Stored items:

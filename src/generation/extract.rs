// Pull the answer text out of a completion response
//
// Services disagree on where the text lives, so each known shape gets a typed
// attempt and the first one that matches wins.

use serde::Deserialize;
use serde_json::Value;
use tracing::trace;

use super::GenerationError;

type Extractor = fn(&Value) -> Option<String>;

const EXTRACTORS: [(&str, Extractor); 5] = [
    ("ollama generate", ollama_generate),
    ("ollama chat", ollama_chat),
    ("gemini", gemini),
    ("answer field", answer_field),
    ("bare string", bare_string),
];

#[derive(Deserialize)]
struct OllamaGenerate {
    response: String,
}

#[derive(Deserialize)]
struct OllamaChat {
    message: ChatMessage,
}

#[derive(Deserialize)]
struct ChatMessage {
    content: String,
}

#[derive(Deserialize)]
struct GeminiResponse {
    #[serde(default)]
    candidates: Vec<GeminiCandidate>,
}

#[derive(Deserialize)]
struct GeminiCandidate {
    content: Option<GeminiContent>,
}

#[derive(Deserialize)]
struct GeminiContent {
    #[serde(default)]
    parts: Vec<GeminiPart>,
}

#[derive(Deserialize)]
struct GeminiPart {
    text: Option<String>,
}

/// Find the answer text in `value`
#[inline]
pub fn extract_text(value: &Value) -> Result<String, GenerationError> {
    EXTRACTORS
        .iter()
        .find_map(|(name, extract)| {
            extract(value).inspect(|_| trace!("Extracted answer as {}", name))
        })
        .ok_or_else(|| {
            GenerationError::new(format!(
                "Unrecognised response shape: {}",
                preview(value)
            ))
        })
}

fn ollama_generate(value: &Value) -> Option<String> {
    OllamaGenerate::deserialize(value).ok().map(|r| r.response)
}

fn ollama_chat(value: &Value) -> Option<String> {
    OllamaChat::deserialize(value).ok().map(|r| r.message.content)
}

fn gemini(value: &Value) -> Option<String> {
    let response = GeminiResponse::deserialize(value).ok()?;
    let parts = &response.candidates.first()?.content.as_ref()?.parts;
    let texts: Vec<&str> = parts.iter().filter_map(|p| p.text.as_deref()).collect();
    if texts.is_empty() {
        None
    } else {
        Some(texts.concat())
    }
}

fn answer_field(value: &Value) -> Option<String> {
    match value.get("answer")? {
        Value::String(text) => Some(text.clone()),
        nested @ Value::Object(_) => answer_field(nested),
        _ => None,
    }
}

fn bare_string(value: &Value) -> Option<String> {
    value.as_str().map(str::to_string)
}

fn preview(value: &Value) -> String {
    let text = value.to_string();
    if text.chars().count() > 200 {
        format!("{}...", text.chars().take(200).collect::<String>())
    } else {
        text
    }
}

--

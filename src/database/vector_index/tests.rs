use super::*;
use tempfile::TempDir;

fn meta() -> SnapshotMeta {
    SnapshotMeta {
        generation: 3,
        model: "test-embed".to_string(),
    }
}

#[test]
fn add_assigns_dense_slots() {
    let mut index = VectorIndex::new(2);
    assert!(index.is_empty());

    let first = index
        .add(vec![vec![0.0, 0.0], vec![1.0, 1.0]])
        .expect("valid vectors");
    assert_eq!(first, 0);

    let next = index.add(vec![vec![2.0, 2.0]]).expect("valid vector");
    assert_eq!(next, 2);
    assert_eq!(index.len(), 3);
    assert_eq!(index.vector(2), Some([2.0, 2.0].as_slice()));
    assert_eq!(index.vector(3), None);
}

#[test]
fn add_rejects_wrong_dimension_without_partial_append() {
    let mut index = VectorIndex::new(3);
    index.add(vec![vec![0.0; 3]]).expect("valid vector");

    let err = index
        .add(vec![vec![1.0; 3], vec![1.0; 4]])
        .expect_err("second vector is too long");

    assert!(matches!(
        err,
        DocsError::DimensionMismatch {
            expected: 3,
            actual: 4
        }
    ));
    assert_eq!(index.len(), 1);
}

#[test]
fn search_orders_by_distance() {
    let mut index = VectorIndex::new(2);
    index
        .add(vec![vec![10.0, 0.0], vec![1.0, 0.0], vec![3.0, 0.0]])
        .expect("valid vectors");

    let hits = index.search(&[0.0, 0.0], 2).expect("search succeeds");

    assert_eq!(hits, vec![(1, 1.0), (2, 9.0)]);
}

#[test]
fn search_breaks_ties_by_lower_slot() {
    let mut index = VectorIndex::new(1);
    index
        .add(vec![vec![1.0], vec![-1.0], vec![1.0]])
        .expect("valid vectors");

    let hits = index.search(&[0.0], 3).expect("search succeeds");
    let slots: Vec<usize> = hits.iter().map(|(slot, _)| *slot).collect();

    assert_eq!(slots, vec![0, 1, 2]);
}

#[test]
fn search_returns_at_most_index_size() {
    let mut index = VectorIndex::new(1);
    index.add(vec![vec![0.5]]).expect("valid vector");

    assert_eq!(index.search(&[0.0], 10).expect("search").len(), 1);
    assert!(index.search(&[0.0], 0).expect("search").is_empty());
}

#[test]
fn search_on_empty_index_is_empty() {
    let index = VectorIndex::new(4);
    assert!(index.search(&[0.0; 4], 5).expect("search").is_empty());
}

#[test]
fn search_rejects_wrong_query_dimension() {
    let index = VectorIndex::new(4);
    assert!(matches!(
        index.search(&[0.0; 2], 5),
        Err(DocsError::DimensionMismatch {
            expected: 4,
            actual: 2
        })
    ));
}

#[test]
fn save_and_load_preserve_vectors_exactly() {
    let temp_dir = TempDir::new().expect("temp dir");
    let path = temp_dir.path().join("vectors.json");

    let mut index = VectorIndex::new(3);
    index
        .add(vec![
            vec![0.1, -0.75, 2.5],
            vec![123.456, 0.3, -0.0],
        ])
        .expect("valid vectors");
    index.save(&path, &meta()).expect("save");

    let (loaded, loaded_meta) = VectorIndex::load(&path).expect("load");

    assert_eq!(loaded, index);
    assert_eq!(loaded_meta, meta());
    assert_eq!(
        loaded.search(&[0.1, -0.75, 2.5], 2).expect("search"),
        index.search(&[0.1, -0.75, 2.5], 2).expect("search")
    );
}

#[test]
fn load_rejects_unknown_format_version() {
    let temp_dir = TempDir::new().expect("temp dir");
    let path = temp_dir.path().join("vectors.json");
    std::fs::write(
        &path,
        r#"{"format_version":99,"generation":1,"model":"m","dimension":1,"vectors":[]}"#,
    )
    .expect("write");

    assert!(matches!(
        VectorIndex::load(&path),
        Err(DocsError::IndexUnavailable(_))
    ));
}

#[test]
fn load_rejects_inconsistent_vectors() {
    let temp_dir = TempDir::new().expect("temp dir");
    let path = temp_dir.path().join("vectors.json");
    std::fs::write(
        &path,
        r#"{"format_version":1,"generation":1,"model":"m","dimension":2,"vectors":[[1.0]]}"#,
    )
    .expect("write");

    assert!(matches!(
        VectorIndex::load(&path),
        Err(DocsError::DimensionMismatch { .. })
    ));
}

---

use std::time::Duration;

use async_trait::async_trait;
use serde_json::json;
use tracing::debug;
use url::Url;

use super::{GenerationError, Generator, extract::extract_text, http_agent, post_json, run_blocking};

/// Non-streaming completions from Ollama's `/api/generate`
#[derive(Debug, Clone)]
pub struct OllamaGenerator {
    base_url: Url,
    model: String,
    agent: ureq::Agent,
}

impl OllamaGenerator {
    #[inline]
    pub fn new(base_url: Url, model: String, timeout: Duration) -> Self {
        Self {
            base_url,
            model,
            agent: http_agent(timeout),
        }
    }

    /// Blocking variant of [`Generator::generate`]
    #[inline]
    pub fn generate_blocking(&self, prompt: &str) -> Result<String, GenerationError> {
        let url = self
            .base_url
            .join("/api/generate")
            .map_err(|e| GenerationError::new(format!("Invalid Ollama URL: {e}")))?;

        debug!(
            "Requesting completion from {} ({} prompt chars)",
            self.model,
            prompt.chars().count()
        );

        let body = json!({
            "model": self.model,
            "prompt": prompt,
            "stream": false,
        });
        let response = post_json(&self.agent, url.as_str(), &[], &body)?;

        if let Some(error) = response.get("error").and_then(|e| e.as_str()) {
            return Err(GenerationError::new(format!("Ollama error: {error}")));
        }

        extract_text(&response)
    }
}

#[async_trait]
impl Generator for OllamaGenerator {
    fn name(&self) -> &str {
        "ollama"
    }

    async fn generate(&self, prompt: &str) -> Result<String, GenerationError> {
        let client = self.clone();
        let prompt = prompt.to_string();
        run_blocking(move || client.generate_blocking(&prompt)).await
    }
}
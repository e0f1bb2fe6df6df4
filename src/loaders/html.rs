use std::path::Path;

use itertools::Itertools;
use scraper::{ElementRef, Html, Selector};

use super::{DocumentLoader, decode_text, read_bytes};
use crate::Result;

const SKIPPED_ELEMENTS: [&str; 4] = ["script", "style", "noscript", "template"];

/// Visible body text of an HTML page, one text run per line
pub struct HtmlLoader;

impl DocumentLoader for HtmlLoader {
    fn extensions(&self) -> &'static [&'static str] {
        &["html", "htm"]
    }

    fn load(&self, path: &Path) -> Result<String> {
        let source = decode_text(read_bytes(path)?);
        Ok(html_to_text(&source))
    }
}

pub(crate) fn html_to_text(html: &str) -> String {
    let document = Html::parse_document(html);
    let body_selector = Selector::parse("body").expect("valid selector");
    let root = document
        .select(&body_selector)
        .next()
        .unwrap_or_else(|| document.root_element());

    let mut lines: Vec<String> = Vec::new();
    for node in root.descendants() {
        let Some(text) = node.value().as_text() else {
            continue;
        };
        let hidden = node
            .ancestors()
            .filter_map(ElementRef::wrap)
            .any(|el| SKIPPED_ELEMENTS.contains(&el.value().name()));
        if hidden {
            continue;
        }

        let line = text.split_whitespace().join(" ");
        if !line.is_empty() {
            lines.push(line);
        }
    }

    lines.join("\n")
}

### About this task
Working from the data above, extract solely the lines from the one containing "filename src/generation/extract.rs" through the one containing "fn gemini(value: &Value)", exactly as they appear, both included.

### Solution for this problem
filename src/generation/extract.rs
// Pull the answer text out of a completion response
//
// Services disagree on where the text lives, so each known shape gets a typed
// attempt and the first one that matches wins.

use serde::Deserialize;
use serde_json::Value;
use tracing::trace;

use super::GenerationError;

type Extractor = fn(&Value) -> Option<String>;

const EXTRACTORS: [(&str, Extractor); 5] = [
    ("ollama generate", ollama_generate),
    ("ollama chat", ollama_chat),
    ("gemini", gemini),
    ("answer field", answer_field),
    ("bare string", bare_string),
];

#[derive(Deserialize)]
struct OllamaGenerate {
    response: String,
}

#[derive(Deserialize)]
struct OllamaChat {
    message: ChatMessage,
}

#[derive(Deserialize)]
struct ChatMessage {
    content: String,
}

#[derive(Deserialize)]
struct GeminiResponse {
    #[serde(default)]
    candidates: Vec<GeminiCandidate>,
}

#[derive(Deserialize)]
struct GeminiCandidate {
    content: Option<GeminiContent>,
}

#[derive(Deserialize)]
struct GeminiContent {
    #[serde(default)]
    parts: Vec<GeminiPart>,
}

#[derive(Deserialize)]
struct GeminiPart {
    text: Option<String>,
}

/// Find the answer text in `value`
#[inline]
pub fn extract_text(value: &Value) -> Result<String, GenerationError> {
    EXTRACTORS
        .iter()
        .find_map(|(name, extract)| {
            extract(value).inspect(|_| trace!("Extracted answer as {}", name))
        })
        .ok_or_else(|| {
            GenerationError::new(format!(
                "Unrecognised response shape: {}",
                preview(value)
            ))
        })
}

fn ollama_generate(value: &Value) -> Option<String> {
    OllamaGenerate::deserialize(value).ok().map(|r| r.response)
}

fn ollama_chat(value: &Value) -> Option<String> {
    OllamaChat::deserialize(value).ok().map(|r| r.message.content)
}

fn gemini(value: &Value) -> Option<String> {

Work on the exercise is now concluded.